#### [Task item]
Locate the line bearing "pub fn native_symbol(&self) -> String" in the material below, then reproduce it and each following line up to and including the line bearing "pub fn recompute(&self)".

☆ ☆ ☆

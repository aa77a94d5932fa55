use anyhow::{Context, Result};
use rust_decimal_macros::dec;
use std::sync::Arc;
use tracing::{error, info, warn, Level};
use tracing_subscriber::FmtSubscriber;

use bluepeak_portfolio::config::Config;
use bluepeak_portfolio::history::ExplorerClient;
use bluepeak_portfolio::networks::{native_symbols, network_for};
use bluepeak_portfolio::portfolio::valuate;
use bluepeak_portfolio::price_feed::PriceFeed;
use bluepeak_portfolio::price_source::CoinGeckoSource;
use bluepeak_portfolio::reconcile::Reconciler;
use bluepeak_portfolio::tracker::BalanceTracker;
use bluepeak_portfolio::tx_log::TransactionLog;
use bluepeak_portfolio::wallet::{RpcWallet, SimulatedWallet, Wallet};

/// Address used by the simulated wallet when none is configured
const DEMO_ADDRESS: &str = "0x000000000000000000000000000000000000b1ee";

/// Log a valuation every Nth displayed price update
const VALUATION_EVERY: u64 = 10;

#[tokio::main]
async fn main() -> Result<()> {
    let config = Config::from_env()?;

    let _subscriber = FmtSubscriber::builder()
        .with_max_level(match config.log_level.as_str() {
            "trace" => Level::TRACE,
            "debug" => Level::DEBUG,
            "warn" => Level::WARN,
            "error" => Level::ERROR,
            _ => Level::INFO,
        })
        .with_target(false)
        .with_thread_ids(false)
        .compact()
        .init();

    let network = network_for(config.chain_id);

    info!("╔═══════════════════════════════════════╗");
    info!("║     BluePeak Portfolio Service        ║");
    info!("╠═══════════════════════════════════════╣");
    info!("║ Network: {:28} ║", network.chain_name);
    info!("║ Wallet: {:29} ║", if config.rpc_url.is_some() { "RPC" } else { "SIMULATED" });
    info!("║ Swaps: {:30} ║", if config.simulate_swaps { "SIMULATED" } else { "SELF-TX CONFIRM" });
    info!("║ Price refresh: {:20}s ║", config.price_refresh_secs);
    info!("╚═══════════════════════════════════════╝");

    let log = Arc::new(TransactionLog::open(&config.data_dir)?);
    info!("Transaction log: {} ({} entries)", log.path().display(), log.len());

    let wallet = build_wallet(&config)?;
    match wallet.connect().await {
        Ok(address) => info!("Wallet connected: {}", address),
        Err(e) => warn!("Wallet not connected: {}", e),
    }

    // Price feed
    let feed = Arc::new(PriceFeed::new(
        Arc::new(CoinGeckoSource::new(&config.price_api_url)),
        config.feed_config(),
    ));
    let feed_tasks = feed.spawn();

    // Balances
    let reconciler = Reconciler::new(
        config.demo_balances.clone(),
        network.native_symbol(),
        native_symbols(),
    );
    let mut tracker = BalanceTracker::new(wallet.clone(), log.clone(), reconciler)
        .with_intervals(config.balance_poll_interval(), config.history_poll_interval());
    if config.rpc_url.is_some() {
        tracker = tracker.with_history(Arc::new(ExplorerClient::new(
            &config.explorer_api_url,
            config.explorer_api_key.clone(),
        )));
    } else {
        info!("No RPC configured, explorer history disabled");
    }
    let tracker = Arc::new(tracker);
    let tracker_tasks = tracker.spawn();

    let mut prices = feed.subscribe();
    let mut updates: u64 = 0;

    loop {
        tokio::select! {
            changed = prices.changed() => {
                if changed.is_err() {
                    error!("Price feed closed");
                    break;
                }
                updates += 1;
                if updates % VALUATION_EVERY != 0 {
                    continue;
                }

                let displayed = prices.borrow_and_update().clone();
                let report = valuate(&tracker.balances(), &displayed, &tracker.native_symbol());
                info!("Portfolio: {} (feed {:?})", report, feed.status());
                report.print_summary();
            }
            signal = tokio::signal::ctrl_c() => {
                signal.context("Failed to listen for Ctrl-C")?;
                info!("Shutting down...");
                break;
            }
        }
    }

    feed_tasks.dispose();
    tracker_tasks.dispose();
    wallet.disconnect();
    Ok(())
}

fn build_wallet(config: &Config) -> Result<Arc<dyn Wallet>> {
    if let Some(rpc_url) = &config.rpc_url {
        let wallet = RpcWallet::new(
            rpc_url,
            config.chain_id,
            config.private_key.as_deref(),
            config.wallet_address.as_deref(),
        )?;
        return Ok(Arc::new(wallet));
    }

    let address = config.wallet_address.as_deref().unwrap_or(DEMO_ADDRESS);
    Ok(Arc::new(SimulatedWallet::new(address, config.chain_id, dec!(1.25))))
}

☆ ☆ ☆

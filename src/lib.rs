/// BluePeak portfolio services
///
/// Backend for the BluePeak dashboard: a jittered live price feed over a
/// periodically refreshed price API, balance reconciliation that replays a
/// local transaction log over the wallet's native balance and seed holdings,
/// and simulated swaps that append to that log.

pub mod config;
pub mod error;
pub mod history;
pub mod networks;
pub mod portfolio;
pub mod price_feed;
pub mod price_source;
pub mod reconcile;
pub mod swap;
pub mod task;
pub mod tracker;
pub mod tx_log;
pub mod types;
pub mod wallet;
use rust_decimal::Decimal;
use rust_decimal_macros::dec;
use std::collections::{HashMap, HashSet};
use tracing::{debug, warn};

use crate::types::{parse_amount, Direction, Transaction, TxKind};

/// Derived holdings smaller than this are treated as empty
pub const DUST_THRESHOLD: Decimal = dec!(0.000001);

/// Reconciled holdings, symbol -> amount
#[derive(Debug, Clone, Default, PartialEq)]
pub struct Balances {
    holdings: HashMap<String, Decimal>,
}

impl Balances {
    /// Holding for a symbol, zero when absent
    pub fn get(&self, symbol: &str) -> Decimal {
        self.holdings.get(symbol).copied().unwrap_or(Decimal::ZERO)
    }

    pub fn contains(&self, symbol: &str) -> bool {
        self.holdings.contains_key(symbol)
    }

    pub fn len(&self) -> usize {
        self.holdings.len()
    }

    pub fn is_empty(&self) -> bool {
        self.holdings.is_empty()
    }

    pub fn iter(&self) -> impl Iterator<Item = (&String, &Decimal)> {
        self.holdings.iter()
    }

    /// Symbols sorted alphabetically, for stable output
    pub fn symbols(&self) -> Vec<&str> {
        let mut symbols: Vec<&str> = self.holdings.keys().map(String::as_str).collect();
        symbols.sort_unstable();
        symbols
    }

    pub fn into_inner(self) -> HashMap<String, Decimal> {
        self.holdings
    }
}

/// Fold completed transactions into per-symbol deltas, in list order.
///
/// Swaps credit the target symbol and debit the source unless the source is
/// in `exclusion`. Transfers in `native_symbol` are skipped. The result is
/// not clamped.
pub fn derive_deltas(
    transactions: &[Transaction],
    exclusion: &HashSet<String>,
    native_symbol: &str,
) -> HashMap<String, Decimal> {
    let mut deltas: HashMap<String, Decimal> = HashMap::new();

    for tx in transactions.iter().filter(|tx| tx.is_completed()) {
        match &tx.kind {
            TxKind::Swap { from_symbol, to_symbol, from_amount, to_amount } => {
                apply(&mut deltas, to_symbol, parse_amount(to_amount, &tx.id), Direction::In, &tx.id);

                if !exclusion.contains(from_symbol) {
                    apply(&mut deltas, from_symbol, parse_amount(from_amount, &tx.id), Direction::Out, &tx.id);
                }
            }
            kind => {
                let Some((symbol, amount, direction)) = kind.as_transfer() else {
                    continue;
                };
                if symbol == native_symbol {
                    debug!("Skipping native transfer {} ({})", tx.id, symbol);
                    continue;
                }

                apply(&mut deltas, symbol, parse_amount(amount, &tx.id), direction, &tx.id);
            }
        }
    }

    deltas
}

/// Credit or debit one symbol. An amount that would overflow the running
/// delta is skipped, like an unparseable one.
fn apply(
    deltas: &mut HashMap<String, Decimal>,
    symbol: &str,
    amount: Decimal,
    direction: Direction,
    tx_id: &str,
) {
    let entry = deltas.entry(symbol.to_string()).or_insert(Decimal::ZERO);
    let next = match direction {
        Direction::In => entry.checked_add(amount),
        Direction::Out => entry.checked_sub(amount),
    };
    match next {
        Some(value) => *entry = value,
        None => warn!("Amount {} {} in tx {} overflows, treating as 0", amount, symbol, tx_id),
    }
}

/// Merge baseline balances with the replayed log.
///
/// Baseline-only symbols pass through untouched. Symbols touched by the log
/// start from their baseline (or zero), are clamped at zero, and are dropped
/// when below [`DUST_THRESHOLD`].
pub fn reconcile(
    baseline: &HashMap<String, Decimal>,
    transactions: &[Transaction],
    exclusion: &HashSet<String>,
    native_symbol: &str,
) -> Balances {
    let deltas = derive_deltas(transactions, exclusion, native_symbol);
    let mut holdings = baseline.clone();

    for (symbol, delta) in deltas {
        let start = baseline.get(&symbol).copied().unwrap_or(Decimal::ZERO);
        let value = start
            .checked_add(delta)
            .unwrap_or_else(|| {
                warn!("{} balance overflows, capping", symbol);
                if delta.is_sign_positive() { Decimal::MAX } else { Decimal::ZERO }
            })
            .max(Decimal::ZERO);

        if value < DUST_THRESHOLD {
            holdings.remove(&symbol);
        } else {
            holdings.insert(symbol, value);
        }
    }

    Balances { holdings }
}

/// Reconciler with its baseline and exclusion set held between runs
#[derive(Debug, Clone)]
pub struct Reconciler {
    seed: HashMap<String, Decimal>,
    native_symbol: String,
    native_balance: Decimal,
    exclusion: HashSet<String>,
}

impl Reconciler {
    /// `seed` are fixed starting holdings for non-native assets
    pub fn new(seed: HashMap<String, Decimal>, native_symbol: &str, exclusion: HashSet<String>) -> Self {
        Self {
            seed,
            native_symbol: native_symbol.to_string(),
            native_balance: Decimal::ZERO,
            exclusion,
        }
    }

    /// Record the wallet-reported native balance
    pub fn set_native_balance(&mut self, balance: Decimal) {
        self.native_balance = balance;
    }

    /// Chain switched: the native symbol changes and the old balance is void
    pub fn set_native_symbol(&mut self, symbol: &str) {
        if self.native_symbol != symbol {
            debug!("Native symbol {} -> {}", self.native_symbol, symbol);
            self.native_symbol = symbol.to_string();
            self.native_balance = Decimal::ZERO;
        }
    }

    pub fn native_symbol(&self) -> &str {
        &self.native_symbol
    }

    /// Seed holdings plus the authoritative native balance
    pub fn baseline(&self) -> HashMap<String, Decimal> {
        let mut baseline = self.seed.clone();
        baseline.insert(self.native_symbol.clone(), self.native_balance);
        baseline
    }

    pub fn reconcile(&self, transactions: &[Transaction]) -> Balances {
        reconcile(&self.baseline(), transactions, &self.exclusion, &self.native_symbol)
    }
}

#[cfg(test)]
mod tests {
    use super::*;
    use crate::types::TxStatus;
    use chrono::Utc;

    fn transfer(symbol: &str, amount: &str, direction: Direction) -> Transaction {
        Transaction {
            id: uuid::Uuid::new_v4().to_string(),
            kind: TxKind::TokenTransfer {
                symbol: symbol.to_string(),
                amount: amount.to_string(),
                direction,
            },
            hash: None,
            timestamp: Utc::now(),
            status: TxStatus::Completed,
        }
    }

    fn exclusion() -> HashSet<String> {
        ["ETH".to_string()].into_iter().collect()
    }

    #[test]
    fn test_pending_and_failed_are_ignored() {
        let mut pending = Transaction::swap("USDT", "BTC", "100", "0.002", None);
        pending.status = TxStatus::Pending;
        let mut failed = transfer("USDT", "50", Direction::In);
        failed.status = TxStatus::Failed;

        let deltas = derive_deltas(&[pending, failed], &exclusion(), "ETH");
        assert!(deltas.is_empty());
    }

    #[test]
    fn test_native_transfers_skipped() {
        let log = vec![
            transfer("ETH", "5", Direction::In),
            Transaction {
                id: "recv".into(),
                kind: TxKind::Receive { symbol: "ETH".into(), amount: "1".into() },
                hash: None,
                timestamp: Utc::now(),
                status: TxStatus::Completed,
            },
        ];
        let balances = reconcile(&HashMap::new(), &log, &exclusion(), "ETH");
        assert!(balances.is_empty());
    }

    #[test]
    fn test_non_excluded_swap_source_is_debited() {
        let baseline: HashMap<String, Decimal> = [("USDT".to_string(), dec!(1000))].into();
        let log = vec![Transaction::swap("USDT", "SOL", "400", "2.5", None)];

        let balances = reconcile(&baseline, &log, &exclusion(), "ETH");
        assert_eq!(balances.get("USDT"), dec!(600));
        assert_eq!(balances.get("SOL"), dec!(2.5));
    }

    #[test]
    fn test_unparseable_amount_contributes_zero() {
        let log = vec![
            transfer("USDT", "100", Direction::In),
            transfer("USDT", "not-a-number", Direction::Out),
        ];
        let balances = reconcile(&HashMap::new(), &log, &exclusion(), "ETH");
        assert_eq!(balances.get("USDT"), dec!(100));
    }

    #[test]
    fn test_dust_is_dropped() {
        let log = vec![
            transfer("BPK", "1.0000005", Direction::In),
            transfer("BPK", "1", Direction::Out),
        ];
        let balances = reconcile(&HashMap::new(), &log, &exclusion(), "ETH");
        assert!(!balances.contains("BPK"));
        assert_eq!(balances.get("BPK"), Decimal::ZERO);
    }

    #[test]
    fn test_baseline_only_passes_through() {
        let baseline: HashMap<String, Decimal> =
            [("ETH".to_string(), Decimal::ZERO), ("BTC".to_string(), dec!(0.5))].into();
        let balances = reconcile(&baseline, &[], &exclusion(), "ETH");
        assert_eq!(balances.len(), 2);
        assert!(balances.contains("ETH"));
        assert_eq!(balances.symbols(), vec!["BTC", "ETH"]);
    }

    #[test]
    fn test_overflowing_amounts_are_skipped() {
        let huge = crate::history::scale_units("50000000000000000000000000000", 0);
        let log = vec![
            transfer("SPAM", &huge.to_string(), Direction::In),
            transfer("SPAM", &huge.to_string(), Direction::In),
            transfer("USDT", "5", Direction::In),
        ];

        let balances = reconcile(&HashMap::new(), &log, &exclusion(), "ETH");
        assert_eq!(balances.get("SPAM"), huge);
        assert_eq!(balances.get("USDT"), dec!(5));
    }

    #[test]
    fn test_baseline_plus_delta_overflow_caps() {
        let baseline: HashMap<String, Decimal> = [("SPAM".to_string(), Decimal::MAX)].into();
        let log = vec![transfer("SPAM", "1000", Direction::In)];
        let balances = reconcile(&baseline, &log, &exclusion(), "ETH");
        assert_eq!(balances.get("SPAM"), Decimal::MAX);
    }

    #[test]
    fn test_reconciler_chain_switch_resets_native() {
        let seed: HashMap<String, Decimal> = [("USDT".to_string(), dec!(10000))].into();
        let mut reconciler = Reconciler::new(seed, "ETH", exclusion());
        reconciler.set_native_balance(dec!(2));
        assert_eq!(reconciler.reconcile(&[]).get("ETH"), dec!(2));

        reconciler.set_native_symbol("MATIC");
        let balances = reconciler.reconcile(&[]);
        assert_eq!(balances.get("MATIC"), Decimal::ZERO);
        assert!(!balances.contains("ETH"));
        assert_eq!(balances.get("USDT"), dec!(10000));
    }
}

☆ ☆ ☆

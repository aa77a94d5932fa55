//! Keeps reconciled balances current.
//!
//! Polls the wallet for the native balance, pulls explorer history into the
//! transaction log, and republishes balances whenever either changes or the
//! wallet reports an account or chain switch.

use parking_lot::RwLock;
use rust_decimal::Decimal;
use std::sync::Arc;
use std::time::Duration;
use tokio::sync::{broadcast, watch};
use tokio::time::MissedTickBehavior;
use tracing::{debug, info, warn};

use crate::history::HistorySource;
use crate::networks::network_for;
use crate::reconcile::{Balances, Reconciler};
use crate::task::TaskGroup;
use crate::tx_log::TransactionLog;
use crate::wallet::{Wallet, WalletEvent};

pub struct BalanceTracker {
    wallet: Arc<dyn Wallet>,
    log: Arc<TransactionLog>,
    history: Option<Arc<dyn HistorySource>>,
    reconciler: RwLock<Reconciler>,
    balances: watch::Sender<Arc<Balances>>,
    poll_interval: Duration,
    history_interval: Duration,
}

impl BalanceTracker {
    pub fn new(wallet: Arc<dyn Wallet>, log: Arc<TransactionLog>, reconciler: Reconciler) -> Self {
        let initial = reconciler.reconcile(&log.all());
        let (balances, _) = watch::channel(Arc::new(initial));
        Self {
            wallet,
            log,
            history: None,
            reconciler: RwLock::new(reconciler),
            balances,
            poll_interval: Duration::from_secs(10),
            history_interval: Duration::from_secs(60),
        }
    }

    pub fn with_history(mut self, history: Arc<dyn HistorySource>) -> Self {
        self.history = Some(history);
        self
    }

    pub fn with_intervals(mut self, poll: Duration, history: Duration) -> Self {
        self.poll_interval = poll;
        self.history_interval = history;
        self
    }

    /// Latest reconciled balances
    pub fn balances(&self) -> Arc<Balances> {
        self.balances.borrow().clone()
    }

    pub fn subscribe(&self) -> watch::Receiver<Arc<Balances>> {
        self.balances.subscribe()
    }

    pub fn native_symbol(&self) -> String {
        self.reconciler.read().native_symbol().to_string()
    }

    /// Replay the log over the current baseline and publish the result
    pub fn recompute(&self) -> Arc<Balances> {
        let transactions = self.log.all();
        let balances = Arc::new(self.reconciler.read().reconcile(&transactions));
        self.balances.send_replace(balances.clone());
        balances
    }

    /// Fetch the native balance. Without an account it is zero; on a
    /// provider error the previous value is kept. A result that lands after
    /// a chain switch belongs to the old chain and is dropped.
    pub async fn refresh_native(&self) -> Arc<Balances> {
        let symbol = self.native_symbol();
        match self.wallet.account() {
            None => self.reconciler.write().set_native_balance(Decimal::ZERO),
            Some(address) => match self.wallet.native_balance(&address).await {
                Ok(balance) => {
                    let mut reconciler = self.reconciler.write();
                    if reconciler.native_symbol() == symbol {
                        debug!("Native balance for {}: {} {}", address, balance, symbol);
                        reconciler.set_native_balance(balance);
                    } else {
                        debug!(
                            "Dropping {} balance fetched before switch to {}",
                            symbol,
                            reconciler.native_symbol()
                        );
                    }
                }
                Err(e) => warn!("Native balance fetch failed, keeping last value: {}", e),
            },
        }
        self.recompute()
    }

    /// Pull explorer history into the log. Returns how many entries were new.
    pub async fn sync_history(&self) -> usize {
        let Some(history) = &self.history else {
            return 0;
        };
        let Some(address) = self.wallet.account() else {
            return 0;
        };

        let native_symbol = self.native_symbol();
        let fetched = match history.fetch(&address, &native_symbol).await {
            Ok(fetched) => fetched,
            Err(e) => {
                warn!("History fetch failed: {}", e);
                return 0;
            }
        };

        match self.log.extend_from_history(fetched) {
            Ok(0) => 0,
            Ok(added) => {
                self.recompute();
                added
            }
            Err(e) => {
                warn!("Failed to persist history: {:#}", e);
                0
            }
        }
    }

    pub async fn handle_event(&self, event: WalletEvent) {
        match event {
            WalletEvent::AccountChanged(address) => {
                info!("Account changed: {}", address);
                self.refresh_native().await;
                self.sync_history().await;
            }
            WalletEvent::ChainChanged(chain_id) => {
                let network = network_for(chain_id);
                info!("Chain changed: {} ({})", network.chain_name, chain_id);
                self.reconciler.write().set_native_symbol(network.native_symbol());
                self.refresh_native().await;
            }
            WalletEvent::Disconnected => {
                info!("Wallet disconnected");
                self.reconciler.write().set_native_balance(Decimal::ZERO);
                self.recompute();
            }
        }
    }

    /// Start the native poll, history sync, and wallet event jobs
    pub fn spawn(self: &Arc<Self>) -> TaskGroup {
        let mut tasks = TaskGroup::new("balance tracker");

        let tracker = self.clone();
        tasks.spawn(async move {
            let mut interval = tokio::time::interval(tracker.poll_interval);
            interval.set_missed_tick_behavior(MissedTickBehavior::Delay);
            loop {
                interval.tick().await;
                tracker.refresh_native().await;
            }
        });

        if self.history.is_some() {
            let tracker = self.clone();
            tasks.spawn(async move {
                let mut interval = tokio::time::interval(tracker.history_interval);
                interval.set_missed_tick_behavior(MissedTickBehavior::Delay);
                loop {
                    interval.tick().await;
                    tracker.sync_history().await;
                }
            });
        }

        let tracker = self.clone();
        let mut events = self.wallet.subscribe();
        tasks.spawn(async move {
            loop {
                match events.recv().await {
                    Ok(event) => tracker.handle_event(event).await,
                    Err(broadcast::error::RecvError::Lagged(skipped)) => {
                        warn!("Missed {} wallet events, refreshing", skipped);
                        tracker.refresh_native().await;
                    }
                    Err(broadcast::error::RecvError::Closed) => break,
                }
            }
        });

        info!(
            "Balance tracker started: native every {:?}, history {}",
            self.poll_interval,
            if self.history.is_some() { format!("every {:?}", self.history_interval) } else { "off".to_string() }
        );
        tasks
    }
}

☆ ☆ ☆

#### [Solution]
    pub fn native_symbol(&self) -> String {
        self.reconciler.read().native_symbol().to_string()
    }

    /// Replay the log over the current baseline and publish the result
    pub fn recompute(&self) -> Arc<Balances> {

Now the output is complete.